ISLR Chapter 4, Section 4.7

ISLR Chapter 9, Section 9.7

Optional practice

The remaining exercises are optional and will not be graded.


The \(L^1\)-norm of a \(d\)-dimensional vector \(\beta = (\beta_1, \ldots, \beta_d)\) is \(\| \beta \|_1 = \sum_{j=1}^d |\beta_j|\), i.e. the sum of absolute values of its components. More generally, the \(L^p\)-norm is \(\| \beta \|_p = (\sum_{j=1}^d |\beta_j|^p)^{1/p}\). There is also the \(L^\infty\)-norm \(\| \beta \|_\infty = \max_j | \beta_j |\). In machine learning we most often consider only the cases \(p = 1, 2, \infty\), and we often use the notation \(p\) for the dimension of the space instead.

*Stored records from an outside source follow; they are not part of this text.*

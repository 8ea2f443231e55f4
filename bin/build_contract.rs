//! Binary for building WASM contracts from odra modules.
#![doc = "Binary for building WASM contracts from odra modules."]

#[allow(unused_imports)]
use token_exchange;

fn main() {
    // The odra-build toolchain compiles the modules listed in Odra.toml to WASM
}
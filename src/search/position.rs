use std::fmt;

/// A coordinate on the integer line. Positions are plain values; all search
/// metadata lives on the nodes that reference them.
#[derive(Debug, Clone, Copy, PartialEq, Eq, PartialOrd, Ord, Hash)]
pub struct Position(i64);

impl Position {
    pub fn new(coordinate: i64) -> Self {
        Self(coordinate)
    }

    pub fn value(self) -> i64 {
        self.0
    }

    /// Shift the position by `delta`. Returns `None` when the result does not
    /// fit in an `i64`; callers treat that the same as leaving the safety
    /// bound.
    pub fn checked_offset(self, delta: i64) -> Option<Self> {
        self.0.checked_add(delta).map(Self)
    }

    /// Absolute distance to `other`, the metric the line distance heuristic
    /// is built on.
    pub fn distance_to(self, other: Position) -> u64 {
        self.0.abs_diff(other.0)
    }

    /// Absolute value, compared against the safety bound.
    pub fn magnitude(self) -> u64 {
        self.0.unsigned_abs()
    }
}

impl fmt::Display for Position {
    fn fmt(&self, f: &mut fmt::Formatter<'_>) -> fmt::Result {
        write!(f, "{:+}", self.0)
    }
}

  • Prove that each of these are norms, i.e. show that they satisfy the definition of a norm.
  • For each of these derive a formula for its gradient (at a point where \(\beta_j \neq 0\) for all \(j\))
  • Show that the \(L^0\)-“norm,” \(\| \beta \|_0 = | \{ j : \beta_j \neq 0 \}|\) which counts the number of non-zero components of \(\beta\) does not satisfy the definition of a norm


  • Read the linked Wikipedia article, particularly the sections on Projectors, Examples, Linearly independent columns, and Applications
  • In R, generate a high-dimensional matrix of predictors X, a sparse cofficient vector beta (having only a few nonzero entries), and an outcome from the noise-free linear model y = X %*% beta. Use the svd function in R to compute the pseudoinverse of X and find the minimum (\(L^2\)-)norm solution to the under-determined linear equation \(y = X b\). Is this solution sparse like the original beta?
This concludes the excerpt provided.